I guess the problem is that you need to define what the origin of your mesh should be, so that you clearly define what it means to scale, etc., the mesh. This really depends on your application.

For instance, if you are defining this mesh to be ground terrain, it might be perfectly reasonable to define the origin at Z=0 of your mesh. You can say this is sea level. Scaling the mesh will indeed make it taller–you are making the mountains bigger, so this is the correct response.

Or, maybe you want the origin to be at Z=0.5. This allows you to define mountains and valleys. Scaling the mesh about this origin will make the mountains bigger and the valleys deeper.
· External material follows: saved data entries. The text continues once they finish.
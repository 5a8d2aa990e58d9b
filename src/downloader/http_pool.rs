use std::time::Duration;
use reqwest::{Client, ClientBuilder, Proxy};
use crate::errors::{AppError, Result};

const USER_AGENT: &str = "Mozilla/5.0 (Windows NT 10.0; Win64; x64) AppleWebKit/537.36 (KHTML, like Gecko) Chrome/120.0.0.0 Safari/537.36";

/// Shared HTTP client for metadata pages and placeholder images
pub struct HttpPool {
    client: Client,
    timeout: Duration,
    max_retries: u32,
    retry_delay: Duration,
}

/// Body of a successful binary fetch.
#[derive(Debug, Clone)]
pub struct FetchedBytes {
    pub data: Vec<u8>,
    pub content_type: Option<String>,
}

impl HttpPool {
    pub fn new(timeout: Duration) -> Result<Self> {
        let client = Self::builder(timeout).build()?;

        Ok(Self {
            client,
            timeout,
            max_retries: 3,
            retry_delay: Duration::from_secs(2),
        })
    }

    pub fn with_proxy(mut self, proxy_url: &str) -> Result<Self> {
        let proxy = Proxy::all(proxy_url)?;
        self.client = Self::builder(self.timeout).proxy(proxy).build()?;
        Ok(self)
    }

    pub fn with_retry_policy(mut self, max_retries: u32, retry_delay: Duration) -> Self {
        self.max_retries = max_retries.max(1);
        self.retry_delay = retry_delay;
        self
    }

    fn builder(timeout: Duration) -> ClientBuilder {
        ClientBuilder::new()
            .pool_idle_timeout(Some(Duration::from_secs(30)))
            .timeout(timeout)
            .connect_timeout(Duration::from_secs(15))
            .user_agent(USER_AGENT)
            .gzip(true)
            .brotli(true)
            .tcp_keepalive(Duration::from_secs(60))
    }

    /// Fetches a page body as text. Non-2xx statuses are errors.
    pub async fn get_text(&self, url: &str) -> Result<String> {
        let response = self.client
            .get(url)
            .header("Accept", "text/html,application/xhtml+xml,*/*;q=0.8")
            .header("Accept-Language", "en-US,en;q=0.9")
            .send()
            .await?
            .error_for_status()?;
        Ok(response.text().await?)
    }

    /// Fetches a binary body, retrying transient failures.
    pub async fn get_bytes(&self, url: &str) -> Result<FetchedBytes> {
        let mut last_error = None;

        for attempt in 1..=self.max_retries {
            log::info!("🌐 [HTTP] Attempt {} of {} for URL: {}", attempt, self.max_retries, url);

            match self.try_get_bytes(url).await {
                Ok(fetched) => return Ok(fetched),
                Err(e) => {
                    log::warn!("⚠️ [HTTP] Attempt {} failed: {}", attempt, e);
                    last_error = Some(e);
                    if attempt < self.max_retries {
                        tokio::time::sleep(self.retry_delay).await;
                    }
                }
            }
        }

        log::error!("❌ [HTTP] All {} attempts failed", self.max_retries);
        Err(last_error.unwrap_or_else(|| AppError::BackendFetch(format!("No attempt made for {}", url))))
    }

    async fn try_get_bytes(&self, url: &str) -> Result<FetchedBytes> {
        let response = self.client.get(url).send().await?;

        if !response.status().is_success() {
            return Err(AppError::BackendFetch(format!("HTTP error: {}", response.status())));
        }

        let content_type = response
            .headers()
            .get(reqwest::header::CONTENT_TYPE)
            .and_then(|value| value.to_str().ok())
            .map(|value| value.to_string());
        let data = response.bytes().await?.to_vec();

        Ok(FetchedBytes { data, content_type })
    }
}
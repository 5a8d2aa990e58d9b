pub mod providers;

use serde::{Deserialize, Serialize};
use crate::errors::Result;

/// Normalized "artist - title" text. It has no further structure and is
/// dispatched again as free text.
#[derive(Debug, Clone, Serialize, Deserialize, PartialEq, Eq)]
pub struct ResolvedTrackRef(pub String);

impl ResolvedTrackRef {
    pub fn as_str(&self) -> &str {
        &self.0
    }

    pub fn into_text(self) -> String {
        self.0
    }
}

/// A resolved collection. Tracks keep page order and are not deduplicated.
#[derive(Debug, Clone, Serialize, Deserialize, PartialEq, Eq)]
pub struct PlaylistManifest {
    pub title: String,
    pub ordered_tracks: Vec<ResolvedTrackRef>,
}

/// URL shape recognized by a metadata source.
#[derive(Debug, Clone, Copy, PartialEq, Eq)]
pub enum MetadataShape {
    Playlist,
    Track,
}

/// A service consulted only for titles, never for audio.
#[async_trait::async_trait]
pub trait MetadataSource: Send + Sync {
    fn name(&self) -> &str;

    /// Pure URL inspection.
    fn classify(&self, query: &str) -> Option<MetadataShape>;

    /// `Ok(None)` when the page was reached but carries no usable title;
    /// `Err(AppError::MetadataUnreachable)` when the page could not be read.
    async fn resolve(&self, url: &str) -> Result<Option<ResolvedTrackRef>>;

    /// Tracks that fail to resolve are left out, so the manifest may be
    /// shorter than the number of links on the page.
    async fn resolve_playlist(&self, url: &str) -> Result<PlaylistManifest>;
}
On the other hand, if you are just using this procedural code to build an object that you hold in your hand, maybe you want the origin to be at the visual middle of the piece, so that scaling it seems to scale it around its apparent center. This might be the average of the highest and lowest Z value, as you have already described; or it might be the even average of all the Z values. Or maybe it’s the median. Or maybe it’s a user-defined point that’s different for each mesh. Really, it’s just a question of what looks right.

David

My trouble is that I’m not talking about any one particular mesh, I’m talking about meshes produced from arbitrary height maps. So there is no general sensible point (like z = 0.5) at which mountains begin and move upwards and valleys begin and move downwards. Basically I want the same code to be able to scale up any terrain to any size, and position the camera in some sensible way so that the terrain (or some of it, if it’s really big) is in view.
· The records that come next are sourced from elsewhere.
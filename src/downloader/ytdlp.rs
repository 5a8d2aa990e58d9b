use std::path::PathBuf;
use std::process::{Output, Stdio};
use std::time::Duration;
use async_trait::async_trait;
use serde::Deserialize;
use tokio::process::Command;
use tokio_util::sync::CancellationToken;
use crate::downloader::{CollectionInfo, FetchReport, FetchedItem, OutputFormat};
use crate::errors::{AppError, Result};

const UNKNOWN_PLAYLIST: &str = "Unknown Playlist";

/// Declarative option set handed to the media tool for one fetch.
#[derive(Debug, Clone, PartialEq)]
pub struct ToolRequest {
    pub target: String,
    pub destination: PathBuf,
    pub format_selector: String,
    /// Transcode target; `None` keeps the source encoding.
    pub audio_format: Option<OutputFormat>,
    pub embed_thumbnail: bool,
    pub add_metadata: bool,
    pub allow_playlist: bool,
}

impl ToolRequest {
    pub fn output_template(&self) -> PathBuf {
        self.destination.join("%(title)s.%(ext)s")
    }
}

/// External program that peeks at and downloads media.
#[async_trait]
pub trait MediaTool: Send + Sync {
    fn name(&self) -> &str;

    fn is_available(&self) -> bool;

    async fn probe_collection(&self, target: &str, cancel: &CancellationToken) -> Result<Option<CollectionInfo>>;

    async fn fetch(&self, request: &ToolRequest, cancel: &CancellationToken) -> Result<FetchReport>;
}

/// yt-dlp driven as a subprocess.
pub struct YtDlp {
    ytdlp_path: String,
    ffmpeg_location: Option<PathBuf>,
    proxy: Option<String>,
    fetch_timeout: Duration,
    peek_timeout: Duration,
}

/// Subset of `--dump-single-json` output used to detect collections.
#[derive(Debug, Deserialize)]
struct ProbeInfo {
    #[serde(rename = "_type")]
    kind: Option<String>,
    title: Option<String>,
}

/// One line printed after each file reaches its final location.
#[derive(Debug, Deserialize)]
struct MovedFile {
    title: Option<String>,
    filepath: Option<PathBuf>,
}

impl YtDlp {
    pub fn new(ytdlp_path: impl Into<String>) -> Self {
        Self {
            ytdlp_path: ytdlp_path.into(),
            ffmpeg_location: None,
            proxy: None,
            fetch_timeout: Duration::from_secs(900),
            peek_timeout: Duration::from_secs(30),
        }
    }

    pub fn with_ffmpeg_location(mut self, location: Option<PathBuf>) -> Self {
        self.ffmpeg_location = location;
        self
    }

    pub fn with_proxy(mut self, proxy: Option<String>) -> Self {
        self.proxy = proxy;
        self
    }

    pub fn with_timeouts(mut self, fetch_timeout: Duration, peek_timeout: Duration) -> Self {
        self.fetch_timeout = fetch_timeout;
        self.peek_timeout = peek_timeout;
        self
    }

    pub fn probe_args(&self, target: &str) -> Vec<String> {
        let mut args: Vec<String> = [
            "--flat-playlist",
            "--dump-single-json",
            "--skip-download",
            "--no-warnings",
            "--ignore-errors",
        ]
        .iter()
        .map(|s| s.to_string())
        .collect();
        self.push_network_args(&mut args);
        args.push("--".to_string());
        args.push(target.to_string());
        args
    }

    pub fn fetch_args(&self, request: &ToolRequest) -> Vec<String> {
        let mut args = vec![
            "--format".to_string(),
            request.format_selector.clone(),
            "--output".to_string(),
            request.output_template().to_string_lossy().to_string(),
            "--no-warnings".to_string(),
            "--ignore-errors".to_string(),
            "--no-simulate".to_string(),
            "--print".to_string(),
            "after_move:%(.{title,filepath})j".to_string(),
            if request.allow_playlist { "--yes-playlist" } else { "--no-playlist" }.to_string(),
        ];

        if let Some(format) = request.audio_format {
            args.extend([
                "--extract-audio".to_string(),
                "--audio-format".to_string(),
                format.extension().to_string(),
                "--audio-quality".to_string(),
                "0".to_string(),
            ]);
        }
        if request.add_metadata {
            args.push("--embed-metadata".to_string());
        }
        if request.embed_thumbnail {
            args.push("--write-thumbnail".to_string());
            args.push("--embed-thumbnail".to_string());
        }
        if let Some(ffmpeg) = &self.ffmpeg_location {
            args.push("--ffmpeg-location".to_string());
            args.push(ffmpeg.to_string_lossy().to_string());
        }
        self.push_network_args(&mut args);

        args.push("--".to_string());
        args.push(request.target.clone());
        args
    }

    fn push_network_args(&self, args: &mut Vec<String>) {
        if let Some(proxy) = &self.proxy {
            args.push("--proxy".to_string());
            args.push(proxy.clone());
        }
    }

    async fn run(&self, args: Vec<String>, timeout: Duration, cancel: &CancellationToken) -> Result<Output> {
        log::debug!("🚀 [YTDLP] Running: {} {:?}", self.ytdlp_path, args);
        let mut command = Command::new(&self.ytdlp_path);
        command.args(&args);
        run_tool(command, &self.ytdlp_path, timeout, cancel).await
    }
}

/// Spawns `command` with piped output and waits for it, killing the process
/// on cancellation or timeout.
pub(crate) async fn run_tool(
    mut command: Command,
    program: &str,
    timeout: Duration,
    cancel: &CancellationToken,
) -> Result<Output> {
    if cancel.is_cancelled() {
        return Err(AppError::Cancelled);
    }

    let child = command
        .stdin(Stdio::null())
        .stdout(Stdio::piped())
        .stderr(Stdio::piped())
        .kill_on_drop(true)
        .spawn()
        .map_err(|e| match e.kind() {
            std::io::ErrorKind::NotFound => AppError::ToolUnavailable(format!("{} not found on PATH", program)),
            _ => AppError::Io(e),
        })?;

    // Dropping the wait future drops the child, which kills it.
    tokio::select! {
        _ = cancel.cancelled() => {
            log::warn!("🛑 [TOOL] Cancelled, killing {}", program);
            Err(AppError::Cancelled)
        }
        waited = tokio::time::timeout(timeout, child.wait_with_output()) => match waited {
            Ok(output) => Ok(output?),
            Err(_) => Err(AppError::Timeout(format!(
                "{} did not finish within {}s",
                program,
                timeout.as_secs()
            ))),
        },
    }
}

/// Reads the collection title from `--dump-single-json` output, if the
/// target is a collection.
pub fn parse_probe_output(stdout: &str) -> Result<Option<CollectionInfo>> {
    let info: ProbeInfo = serde_json::from_str(stdout.trim())?;
    if info.kind.as_deref() != Some("playlist") {
        return Ok(None);
    }
    let title = info
        .title
        .filter(|t| !t.trim().is_empty())
        .unwrap_or_else(|| UNKNOWN_PLAYLIST.to_string());
    Ok(Some(CollectionInfo { title }))
}

/// Collects the per-file lines printed after each move. Other output is
/// ignored.
pub fn parse_fetch_output(stdout: &str) -> Vec<FetchedItem> {
    stdout
        .lines()
        .filter_map(|line| serde_json::from_str::<MovedFile>(line.trim()).ok())
        .map(|moved| FetchedItem {
            title: moved.title,
            path: moved.filepath,
        })
        .collect()
}

#[async_trait]
impl MediaTool for YtDlp {
    fn name(&self) -> &str {
        "yt-dlp"
    }

    fn is_available(&self) -> bool {
        which::which(&self.ytdlp_path).is_ok()
    }

    async fn probe_collection(&self, target: &str, cancel: &CancellationToken) -> Result<Option<CollectionInfo>> {
        log::info!("🔍 [YTDLP] Peeking at: {}", target);
        let output = self.run(self.probe_args(target), self.peek_timeout, cancel).await?;

        if !output.status.success() {
            let error = String::from_utf8_lossy(&output.stderr);
            return Err(AppError::BackendFetch(format!("yt-dlp peek failed: {}", error.trim())));
        }

        let stdout = String::from_utf8_lossy(&output.stdout);
        parse_probe_output(&stdout)
    }

    async fn fetch(&self, request: &ToolRequest, cancel: &CancellationToken) -> Result<FetchReport> {
        let start_time = std::time::Instant::now();
        log::info!("⬇️ [YTDLP] Fetching {} into {:?}", request.target, request.destination);

        let output = self.run(self.fetch_args(request), self.fetch_timeout, cancel).await?;
        let stdout = String::from_utf8_lossy(&output.stdout);
        let items = parse_fetch_output(&stdout);

        if !output.status.success() {
            let error = String::from_utf8_lossy(&output.stderr);
            if items.is_empty() {
                log::error!("❌ [YTDLP] yt-dlp failed: {}", error.trim());
                return Err(AppError::BackendFetch(format!("yt-dlp failed: {}", error.trim())));
            }
            // Partial collection: keep what made it to disk.
            log::warn!("⚠️ [YTDLP] yt-dlp reported errors after {} files: {}", items.len(), error.trim());
        }

        log::info!(
            "✅ [YTDLP] {} file(s) fetched (took {:.2} seconds)",
            items.len(),
            start_time.elapsed().as_secs_f64()
        );
        Ok(FetchReport {
            title: items.first().and_then(|item| item.title.clone()),
            items,
            cover_embedded: request.embed_thumbnail,
        })
    }
}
But I take your point that there is no general way to center my mesh at the origin on the z-axis. I was thinking about this last night, and it’s not even what I would want to do.

I’m optimistic that I can find some way of doing it, like placing the camera 100 units above one corner of the mesh and orienting it to look at the other corner, something like that, so it won’t matter if the mesh has moved due to scaling.

I would say you should define the sea level point in all of your meshes. Pick an arbitrary point, and declare it to be sea level. Then you must say to anyone who wants to paint a height map for you, “50% gray means sea level. Anything darker than that is a valley; anything brighter than that is a mountain.”

If you don’t want to do this for some reason, then you will have to have some way for the artist to communicate what the intended sea level for a particular mesh is. I don’t think you can determine it by examining the map.